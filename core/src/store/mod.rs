// foodgram-core/src/store/mod.rs

//! The persistence collaborator as seen by the domain: two narrow async
//! traits, plus an in-memory implementation.

pub mod memory;

use crate::domain::models::{Ingredient, IngredientId, RecipeId, UserId};
use crate::domain::relation::RelationKind;
use async_trait::async_trait;
use thiserror::Error;
use uuid::Uuid;

pub use memory::InMemoryStore;

#[derive(Debug, Error)]
pub enum StoreError {
  /// An insert hit a uniqueness constraint.
  #[error("unique constraint violated")]
  UniqueViolation,

  #[error("storage backend failure: {0}")]
  Backend(#[source] anyhow::Error),
}

pub type StoreResult<T> = std::result::Result<T, StoreError>;

/// Read access needed to build a user's shopping list.
#[async_trait]
pub trait ShoppingListSource: Send + Sync {
  /// Recipe ids in the user's cart, in insertion order.
  async fn cart_recipe_ids(&self, user_id: UserId) -> StoreResult<Vec<RecipeId>>;

  /// `(ingredient_id, amount)` pairs of a recipe, in stored order.
  async fn ingredient_lines(&self, recipe_id: RecipeId) -> StoreResult<Vec<(IngredientId, i32)>>;

  async fn ingredient(&self, ingredient_id: IngredientId) -> StoreResult<Option<Ingredient>>;
}

/// Link tables governed by the toggle state machine.
#[async_trait]
pub trait RelationStore: Send + Sync {
  /// Whether the target row (user or recipe, per `kind`) exists.
  async fn target_exists(&self, kind: RelationKind, target: Uuid) -> StoreResult<bool>;

  async fn exists(&self, kind: RelationKind, actor: UserId, target: Uuid) -> StoreResult<bool>;

  /// Fails with `StoreError::UniqueViolation` when the pair is already present.
  async fn insert(&self, kind: RelationKind, actor: UserId, target: Uuid) -> StoreResult<()>;

  /// Returns the number of rows removed.
  async fn delete(&self, kind: RelationKind, actor: UserId, target: Uuid) -> StoreResult<u64>;
}
// foodgram_server/src/pipelines/recipe_pipeline.rs

//! Recipe create and update. Both take a full draft; an update replaces the
//! tag links and ingredient lines wholesale.

use crate::db;
use crate::errors::AppError;
use crate::pipelines::contexts::{RecipeWriteCtxData, RecipeWriteMode};
use foodgram::domain::recipe::check_known_ids;
use foodgram::{ContextData, DomainError, Pipeline, PipelineControl, PipelineRegistry, SkipCondition, ValidRecipe};
use sqlx::{Postgres, Transaction};
use std::sync::Arc;
use tracing::{debug, info, instrument};
use uuid::Uuid;

pub fn register_recipe_write_pipeline(registry: &PipelineRegistry<AppError>) {
  let creating: SkipCondition<RecipeWriteCtxData> = Arc::new(|ctx: ContextData<RecipeWriteCtxData>| {
    let mode = ctx.read().mode;
    mode == RecipeWriteMode::Create
  });

  let mut p = Pipeline::<RecipeWriteCtxData, AppError>::new(&[
    ("check_authorship", false, Some(creating)),
    ("validate_draft", false, None),
    ("check_references", false, None),
    ("persist_recipe", false, None),
  ]);
  p.on_root("check_authorship", check_authorship);
  p.on_root("validate_draft", validate_draft);
  p.on_root("check_references", check_references);
  p.on_root("persist_recipe", persist_recipe);

  registry.register_pipeline(p);
  tracing::info!("Recipe write pipeline registered.");
}

#[instrument(name = "recipe_step::check_authorship", skip(ctx_data), err(Display))]
async fn check_authorship(ctx_data: ContextData<RecipeWriteCtxData>) -> Result<PipelineControl, AppError> {
  let (pool, mode, actor) = {
    let guard = ctx_data.read();
    (guard.app_state.db_pool.clone(), guard.mode, guard.actor)
  };
  if let RecipeWriteMode::Update(recipe_id) = mode {
    db::recipes::fetch_owned_recipe(&pool, recipe_id, actor).await?;
  }
  Ok(PipelineControl::Continue)
}

#[instrument(name = "recipe_step::validate_draft", skip(ctx_data), err(Display))]
async fn validate_draft(ctx_data: ContextData<RecipeWriteCtxData>) -> Result<PipelineControl, AppError> {
  let draft = ctx_data
    .write()
    .draft
    .take()
    .ok_or_else(|| AppError::Internal("Recipe draft missing from pipeline context.".to_string()))?;
  let valid = draft.validate()?;
  ctx_data.write().valid = Some(valid);
  Ok(PipelineControl::Continue)
}

fn valid_recipe(ctx_data: &ContextData<RecipeWriteCtxData>) -> Result<ValidRecipe, AppError> {
  ctx_data
    .read()
    .valid
    .clone()
    .ok_or_else(|| AppError::Internal("Validated recipe missing from pipeline context.".to_string()))
}

/// Every referenced tag and ingredient must exist.
#[instrument(name = "recipe_step::check_references", skip(ctx_data), err(Display))]
async fn check_references(ctx_data: ContextData<RecipeWriteCtxData>) -> Result<PipelineControl, AppError> {
  let pool = ctx_data.read().app_state.db_pool.clone();
  let recipe = valid_recipe(&ctx_data)?;
  let ingredient_ids: Vec<Uuid> = recipe.ingredients.iter().map(|i| i.id).collect();

  let known_tags: Vec<Uuid> = sqlx::query_scalar("SELECT id FROM tags WHERE id = ANY($1)")
    .bind(&recipe.tags)
    .fetch_all(&pool)
    .await?;
  let known_ingredients: Vec<Uuid> = sqlx::query_scalar("SELECT id FROM ingredients WHERE id = ANY($1)")
    .bind(&ingredient_ids)
    .fetch_all(&pool)
    .await?;

  let tag_check = check_known_ids("tags", &recipe.tags, &known_tags);
  let ingredient_check = check_known_ids("ingredients", &ingredient_ids, &known_ingredients);
  match (tag_check, ingredient_check) {
    (Ok(()), Ok(())) => Ok(PipelineControl::Continue),
    (Err(DomainError::Validation(mut errors)), Err(DomainError::Validation(more))) => {
      for e in more.fields() {
        errors.add(&e.field, e.message.clone());
      }
      Err(AppError::Validation(errors))
    }
    (Err(e), _) | (_, Err(e)) => Err(e.into()),
  }
}

async fn write_links(tx: &mut Transaction<'_, Postgres>, recipe_id: Uuid, recipe: &ValidRecipe) -> Result<(), AppError> {
  sqlx::query("INSERT INTO recipe_tags (recipe_id, tag_id) SELECT $1, UNNEST($2::UUID[])")
    .bind(recipe_id)
    .bind(&recipe.tags)
    .execute(&mut **tx)
    .await?;

  let ids: Vec<Uuid> = recipe.ingredients.iter().map(|i| i.id).collect();
  let positions: Vec<i32> = (0..recipe.ingredients.len() as i32).collect();
  let amounts: Vec<i32> = recipe.ingredients.iter().map(|i| i.amount).collect();
  sqlx::query(
    "INSERT INTO recipe_ingredients (recipe_id, ingredient_id, position, amount) \
     SELECT $1, t.ingredient_id, t.position, t.amount \
     FROM UNNEST($2::UUID[], $3::INT[], $4::INT[]) AS t(ingredient_id, position, amount)",
  )
  .bind(recipe_id)
  .bind(&ids)
  .bind(&positions)
  .bind(&amounts)
  .execute(&mut **tx)
  .await?;
  Ok(())
}

/// Writes the recipe row, its tags and its ingredient lines in one
/// transaction.
#[instrument(name = "recipe_step::persist_recipe", skip(ctx_data), err(Display))]
async fn persist_recipe(ctx_data: ContextData<RecipeWriteCtxData>) -> Result<PipelineControl, AppError> {
  let (pool, mode, actor) = {
    let guard = ctx_data.read();
    (guard.app_state.db_pool.clone(), guard.mode, guard.actor)
  };
  let recipe = valid_recipe(&ctx_data)?;

  let mut tx = pool.begin().await?;
  let recipe_id = match mode {
    RecipeWriteMode::Create => {
      let recipe_id = Uuid::new_v4();
      sqlx::query(
        "INSERT INTO recipes (id, author_id, name, image, text, cooking_time) VALUES ($1, $2, $3, $4, $5, $6)",
      )
      .bind(recipe_id)
      .bind(actor)
      .bind(&recipe.name)
      .bind(&recipe.image)
      .bind(&recipe.text)
      .bind(recipe.cooking_time)
      .execute(&mut *tx)
      .await?;
      recipe_id
    }
    RecipeWriteMode::Update(recipe_id) => {
      let updated = sqlx::query(
        "UPDATE recipes SET name = $1, image = $2, text = $3, cooking_time = $4 WHERE id = $5 AND author_id = $6",
      )
      .bind(&recipe.name)
      .bind(&recipe.image)
      .bind(&recipe.text)
      .bind(recipe.cooking_time)
      .bind(recipe_id)
      .bind(actor)
      .execute(&mut *tx)
      .await?;
      if updated.rows_affected() == 0 {
        // Deleted between the authorship check and the write.
        return Err(AppError::NotFound(format!("Recipe with ID {} not found.", recipe_id)));
      }
      sqlx::query("DELETE FROM recipe_tags WHERE recipe_id = $1")
        .bind(recipe_id)
        .execute(&mut *tx)
        .await?;
      sqlx::query("DELETE FROM recipe_ingredients WHERE recipe_id = $1")
        .bind(recipe_id)
        .execute(&mut *tx)
        .await?;
      recipe_id
    }
  };
  write_links(&mut tx, recipe_id, &recipe).await?;
  tx.commit().await?;

  debug!(tag_count = recipe.tags.len(), line_count = recipe.ingredients.len(), "Recipe links written.");
  info!(%recipe_id, ?mode, "Recipe saved.");
  ctx_data.write().recipe_id = Some(recipe_id);
  Ok(PipelineControl::Continue)
}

#####

EXERCISE BRIEF
The answer must be every line from the entries above that holds the string "WHERE".

ANSWER TO THE PROBLEM
  let known_tags: Vec<Uuid> = sqlx::query_scalar("SELECT id FROM tags WHERE id = ANY($1)")
  let known_ingredients: Vec<Uuid> = sqlx::query_scalar("SELECT id FROM ingredients WHERE id = ANY($1)")
        "UPDATE recipes SET name = $1, image = $2, text = $3, cooking_time = $4 WHERE id = $5 AND author_id = $6",
      sqlx::query("DELETE FROM recipe_tags WHERE recipe_id = $1")
      sqlx::query("DELETE FROM recipe_ingredients WHERE recipe_id = $1")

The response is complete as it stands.